Federal government assistance

Our nation’s small businesses have been facing unprecedented economic disruption due to the COVID-19 pandemic. On March 27, 2020, President Trump signed into law the CARES Act, which contained emergency relief resources for workers and small businesses.

Paycheck Protection Program (PPP)

The CARES Act established the new $350 billion Paycheck Protection Program (PPP), allocating it to the Small Business Administration (SBA). The PPP is specifically designed to help small businesses sustain their businesses and keep their workforce employed.

Businesses can apply to borrow up to 2.5 times their average monthly payroll costs, up to $10 million. Businesses must maintain their payroll levels for at least eight weeks and spend at least 75% of their loan on payroll which will be fully forgiven. In addition to using loan proceeds for payroll expenses, business owners can use loans for rent, utilities, mortgage payments, and other essential business expenses. Businesses can apply for the program through qualified SBA lenders or download the updated PPP application (PDF format).

Non-English language support:
COVID-19-related materials are provided in 17 different languages.

COVID-19 Economic Injury Disaster Loan (EIDL)

If you are a small business, non-profit organization of any size, or a U.S. agricultural business with 500 or fewer employees that have suffered substantial economic injury as a result of the COVID-19 pandemic, you can apply online for the SBA COVID-19 Economic Injury Disaster Loan (EIDL) or download the application in PDF format. The EIDL is intended for working capital and normal operating expenses such as the continuation of health care benefits, rent, utilities, and fixed debt payments.

The terms of the EIDL are:

  • The length of the loan is for 30 years.
  • Interest is 3.75% fixed for businesses, and 2.75% fixed for nonprofits.
  • There are no pre-payment penalties or fees.

If you are borrowing $25,000 or more, collateral is required. The SBA uses a general security agreement (UCC), designating business assets as collateral such as machinery and equipment, furniture, fixtures, etc.

SBA Express Bridge Loan Pilot program

The Express Bridge Loan Pilot Program allows businesses who have a business relationship with an SBA Express Lender to quickly access up to $25,000. These loans help you overcome the loss of revenue and can be used as term loans or used to bridge the gap while applying and waiting for a direct EIDL.

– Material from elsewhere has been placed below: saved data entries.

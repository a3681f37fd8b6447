//! Ledger precision
//!
//! Amounts are exact decimals. The ledger fixes how many fractional digits a
//! settled amount may carry and below which magnitude a balance counts as zero.

use crate::{Error, Result};
use rust_decimal::prelude::RoundingStrategy;
use rust_decimal::Decimal;

/// Largest supported number of fractional digits
pub const MAX_FRACTIONAL_DIGITS: u32 = 18;

/// Default fractional digits (wallet-token friendly)
pub const DEFAULT_FRACTIONAL_DIGITS: u32 = 6;

/// Largest accepted epsilon: one whole currency unit
pub const MAX_EPSILON: Decimal = Decimal::ONE;

/// Default epsilon: 1e-6 of the currency unit
pub const DEFAULT_EPSILON: Decimal = Decimal::from_parts(1, 0, 0, false, 6);

/// Rounding and tolerance rules shared by every computation
#[derive(Debug, Clone, Copy, PartialEq, Eq)]
pub struct Precision {
    fractional_digits: u32,
    epsilon: Decimal,
}

impl Precision {
    /// Create precision rules, rejecting nonsensical values
    pub fn new(fractional_digits: u32, epsilon: Decimal) -> Result<Self> {
        if fractional_digits > MAX_FRACTIONAL_DIGITS {
            return Err(Error::Config(format!(
                "fractional_digits {} exceeds maximum {}",
                fractional_digits, MAX_FRACTIONAL_DIGITS
            )));
        }

        if epsilon <= Decimal::ZERO {
            return Err(Error::Config(format!(
                "epsilon must be positive, got {}",
                epsilon
            )));
        }

        if epsilon > MAX_EPSILON {
            return Err(Error::Config(format!(
                "epsilon {} exceeds maximum {}",
                epsilon, MAX_EPSILON
            )));
        }

        Ok(Self {
            fractional_digits,
            epsilon,
        })
    }

    /// Number of fractional digits settled amounts carry
    pub fn fractional_digits(&self) -> u32 {
        self.fractional_digits
    }

    /// Magnitude below which a balance is treated as exactly zero
    pub fn epsilon(&self) -> Decimal {
        self.epsilon
    }

    /// Smallest representable ledger unit (10^-digits)
    pub fn unit(&self) -> Decimal {
        Decimal::new(1, self.fractional_digits)
    }

    /// Round to ledger precision (half away from zero)
    pub fn round(&self, amount: Decimal) -> Decimal {
        amount.round_dp_with_strategy(
            self.fractional_digits,
            RoundingStrategy::MidpointAwayFromZero,
        )
    }

    /// Whether the amount is below epsilon in magnitude
    pub fn is_negligible(&self, amount: Decimal) -> bool {
        amount.abs() < self.epsilon
    }

    /// Tolerance for a sum over `terms` rounded or epsilon-filtered amounts.
    ///
    /// Each term may drift by up to one unit or one epsilon, whichever is larger.
    /// Saturates at `Decimal::MAX`.
    pub fn drift_tolerance(&self, terms: usize) -> Decimal {
        self.unit()
            .max(self.epsilon)
            .checked_mul(Decimal::from(terms.max(1)))
            .unwrap_or(Decimal::MAX)
    }
}

impl Default for Precision {
    fn default() -> Self {
        Self {
            fractional_digits: DEFAULT_FRACTIONAL_DIGITS,
            epsilon: DEFAULT_EPSILON,
        }
    }
}

#[cfg(test)]
mod tests {
    use super::*;
    use rust_decimal_macros::dec;

    #[test]
    fn test_default_precision() {
        let precision = Precision::default();
        assert_eq!(precision.fractional_digits(), 6);
        assert_eq!(precision.epsilon(), dec!(0.000001));
        assert_eq!(precision.unit(), dec!(0.000001));
    }

    #[test]
    fn test_rejects_non_positive_epsilon() {
        assert!(Precision::new(2, Decimal::ZERO).is_err());
        assert!(Precision::new(2, dec!(-0.01)).is_err());
    }

    #[test]
    fn test_rejects_epsilon_above_one_unit() {
        assert!(Precision::new(6, dec!(1)).is_ok());
        assert!(Precision::new(6, dec!(1.000001)).is_err());
        assert!(Precision::new(6, Decimal::from(1_000_000_000_u64)).is_err());
    }

    #[test]
    fn test_drift_tolerance_with_huge_term_count() {
        let precision = Precision::new(0, dec!(1)).unwrap();
        assert_eq!(precision.drift_tolerance(usize::MAX), Decimal::from(usize::MAX));
        assert_eq!(precision.drift_tolerance(2), dec!(2));
    }

    #[test]
    fn test_rejects_excessive_digits() {
        assert!(Precision::new(19, dec!(0.000001)).is_err());
    }

    #[test]
    fn test_rounding_half_away_from_zero() {
        let precision = Precision::new(2, dec!(0.000001)).unwrap();
        assert_eq!(precision.round(dec!(1.005)), dec!(1.01));
        assert_eq!(precision.round(dec!(-1.005)), dec!(-1.01));
    }

    #[test]
    fn test_negligible_below_epsilon() {
        let precision = Precision::default();
        assert!(precision.is_negligible(dec!(0.0000001)));
        assert!(precision.is_negligible(dec!(-0.0000009)));
        assert!(!precision.is_negligible(dec!(0.000001)));
    }

    #[test]
    fn test_drift_tolerance_scales_with_terms() {
        let precision = Precision::new(2, dec!(0.000001)).unwrap();
        assert_eq!(precision.drift_tolerance(0), dec!(0.01));
        assert_eq!(precision.drift_tolerance(3), dec!(0.03));
    }
}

The terms of the Express Bridge Loan include:

  • Loan amounts up to $25,000
  • Fast turnaround
  • Repayment in full or in part by proceeds from the EIDL

SBA Debt Relief

The SBA will pay six months of principal, interest, and associated fees that businesses owe for all current 7(a), 504, and microloans. However, this relief package is not available for PPP loans or EIDLs. The details for this assistance are as follows:

  • For loans not on deferment, the SBA will begin making payments with the next payment due on the loan and will make six monthly payments.
  • For loans currently on deferment, the SBA will begin making payments with the next payment due after the deferment period has ended and will make six monthly payments.
  • For loans made after March 27, 2020 and fully disbursed prior to September 27, 2020, the SBA will begin making payments with the first payment due on the loan and will make six monthly payments.

SBA Serviced Disaster Loans

If you have a current SBA Serviced Disaster loan that was in regular servicing status on March 1, 2020, the SBA is providing automatic deferments through December 31, 2020. What does this mean?

  • Your interest will continue to accrue on the loan.
  • 1201 monthly payments notices will continue to be mailed out which will reflect that the loan is deferred and no payment is due.
  • If you prefer to continue making payments during the deferment period, the SBA will apply those payments normally as if there were no deferments.
  • Once the deferment period has ended, you will be required to resume making your regular principal and interest payments.